Exercise goal
Of all the entries below, retype only the lines from the one with "decoded payload size." through the one with "if let Some(hrp)", exactly as they appear.

Collected data:

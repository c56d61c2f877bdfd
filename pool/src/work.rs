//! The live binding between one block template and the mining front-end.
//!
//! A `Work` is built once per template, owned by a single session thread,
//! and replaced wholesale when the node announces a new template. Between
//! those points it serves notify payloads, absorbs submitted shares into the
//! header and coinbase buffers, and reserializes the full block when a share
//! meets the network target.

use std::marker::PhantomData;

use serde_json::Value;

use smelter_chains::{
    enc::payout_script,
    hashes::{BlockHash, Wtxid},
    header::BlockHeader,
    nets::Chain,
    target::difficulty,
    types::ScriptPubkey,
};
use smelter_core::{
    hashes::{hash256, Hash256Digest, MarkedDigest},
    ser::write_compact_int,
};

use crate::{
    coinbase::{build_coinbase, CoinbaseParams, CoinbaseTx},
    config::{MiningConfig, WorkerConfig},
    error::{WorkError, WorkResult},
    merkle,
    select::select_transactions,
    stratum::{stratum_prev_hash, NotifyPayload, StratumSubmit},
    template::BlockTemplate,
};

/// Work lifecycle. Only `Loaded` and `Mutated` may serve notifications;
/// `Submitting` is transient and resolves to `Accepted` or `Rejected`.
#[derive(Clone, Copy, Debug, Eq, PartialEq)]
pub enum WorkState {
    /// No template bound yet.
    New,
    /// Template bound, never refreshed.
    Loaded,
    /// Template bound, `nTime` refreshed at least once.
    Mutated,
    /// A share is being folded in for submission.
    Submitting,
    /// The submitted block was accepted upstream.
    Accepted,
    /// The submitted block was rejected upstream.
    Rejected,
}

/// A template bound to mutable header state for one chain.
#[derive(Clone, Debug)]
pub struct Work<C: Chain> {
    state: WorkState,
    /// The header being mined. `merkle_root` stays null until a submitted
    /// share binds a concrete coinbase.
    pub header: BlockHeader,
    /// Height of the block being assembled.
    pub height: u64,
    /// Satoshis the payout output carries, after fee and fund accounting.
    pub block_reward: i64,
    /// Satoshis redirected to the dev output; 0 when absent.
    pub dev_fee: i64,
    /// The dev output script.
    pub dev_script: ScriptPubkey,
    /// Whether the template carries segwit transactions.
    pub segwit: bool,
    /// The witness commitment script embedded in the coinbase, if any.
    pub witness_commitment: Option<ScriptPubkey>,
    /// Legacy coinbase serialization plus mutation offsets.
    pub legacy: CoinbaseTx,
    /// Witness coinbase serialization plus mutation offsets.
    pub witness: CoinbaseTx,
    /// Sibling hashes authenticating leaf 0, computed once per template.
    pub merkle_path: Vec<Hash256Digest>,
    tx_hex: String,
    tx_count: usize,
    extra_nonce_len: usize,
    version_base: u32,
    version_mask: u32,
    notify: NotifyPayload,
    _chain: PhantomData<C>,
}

* * *

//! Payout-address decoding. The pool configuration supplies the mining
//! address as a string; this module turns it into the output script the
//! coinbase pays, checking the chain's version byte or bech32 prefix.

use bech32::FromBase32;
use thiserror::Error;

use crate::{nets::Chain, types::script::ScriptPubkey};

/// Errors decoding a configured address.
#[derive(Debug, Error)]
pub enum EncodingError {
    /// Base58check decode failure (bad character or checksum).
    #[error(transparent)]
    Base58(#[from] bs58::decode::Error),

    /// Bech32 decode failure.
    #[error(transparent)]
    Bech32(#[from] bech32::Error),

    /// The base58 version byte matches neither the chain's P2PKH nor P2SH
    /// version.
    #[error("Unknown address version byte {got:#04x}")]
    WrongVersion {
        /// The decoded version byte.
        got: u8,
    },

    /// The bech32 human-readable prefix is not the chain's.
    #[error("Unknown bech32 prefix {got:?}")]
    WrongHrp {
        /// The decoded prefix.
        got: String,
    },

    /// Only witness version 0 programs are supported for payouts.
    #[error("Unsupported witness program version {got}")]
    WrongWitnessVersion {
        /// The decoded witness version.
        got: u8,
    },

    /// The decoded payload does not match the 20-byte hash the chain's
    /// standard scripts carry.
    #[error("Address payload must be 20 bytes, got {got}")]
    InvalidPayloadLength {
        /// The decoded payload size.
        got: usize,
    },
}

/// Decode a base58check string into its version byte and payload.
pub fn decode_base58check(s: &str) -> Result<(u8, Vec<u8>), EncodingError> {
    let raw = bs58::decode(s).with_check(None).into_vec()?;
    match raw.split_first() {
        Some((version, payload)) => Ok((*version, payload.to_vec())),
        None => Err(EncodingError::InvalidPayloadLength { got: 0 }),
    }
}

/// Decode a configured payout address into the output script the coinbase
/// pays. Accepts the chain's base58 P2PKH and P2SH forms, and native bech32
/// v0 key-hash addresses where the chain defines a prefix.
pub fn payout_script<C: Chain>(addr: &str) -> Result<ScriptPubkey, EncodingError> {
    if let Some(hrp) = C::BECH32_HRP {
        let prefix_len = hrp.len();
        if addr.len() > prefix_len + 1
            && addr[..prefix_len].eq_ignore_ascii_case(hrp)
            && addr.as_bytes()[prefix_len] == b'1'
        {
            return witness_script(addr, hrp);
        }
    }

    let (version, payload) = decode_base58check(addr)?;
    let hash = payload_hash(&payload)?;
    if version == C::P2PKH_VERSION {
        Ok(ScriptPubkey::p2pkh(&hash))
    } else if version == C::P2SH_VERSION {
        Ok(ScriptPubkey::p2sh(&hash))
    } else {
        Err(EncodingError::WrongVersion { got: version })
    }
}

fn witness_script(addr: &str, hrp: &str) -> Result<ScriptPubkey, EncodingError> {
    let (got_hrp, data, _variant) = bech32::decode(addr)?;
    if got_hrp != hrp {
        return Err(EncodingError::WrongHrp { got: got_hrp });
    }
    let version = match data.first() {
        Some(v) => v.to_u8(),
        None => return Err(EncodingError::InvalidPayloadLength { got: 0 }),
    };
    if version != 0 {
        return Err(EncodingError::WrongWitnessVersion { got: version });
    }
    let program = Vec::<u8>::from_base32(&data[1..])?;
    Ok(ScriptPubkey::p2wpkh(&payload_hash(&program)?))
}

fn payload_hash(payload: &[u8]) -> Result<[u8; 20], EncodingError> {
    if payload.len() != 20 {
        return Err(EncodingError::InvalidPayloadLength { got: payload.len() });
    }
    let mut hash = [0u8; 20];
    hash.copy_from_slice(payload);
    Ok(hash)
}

Answer space
        /// The decoded payload size.
        got: usize,
    },
}

/// Decode a base58check string into its version byte and payload.
pub fn decode_base58check(s: &str) -> Result<(u8, Vec<u8>), EncodingError> {
    let raw = bs58::decode(s).with_check(None).into_vec()?;
    match raw.split_first() {
        Some((version, payload)) => Ok((*version, payload.to_vec())),
        None => Err(EncodingError::InvalidPayloadLength { got: 0 }),
    }
}

/// Decode a configured payout address into the output script the coinbase
/// pays. Accepts the chain's base58 P2PKH and P2SH forms, and native bech32
/// v0 key-hash addresses where the chain defines a prefix.
pub fn payout_script<C: Chain>(addr: &str) -> Result<ScriptPubkey, EncodingError> {
    if let Some(hrp) = C::BECH32_HRP {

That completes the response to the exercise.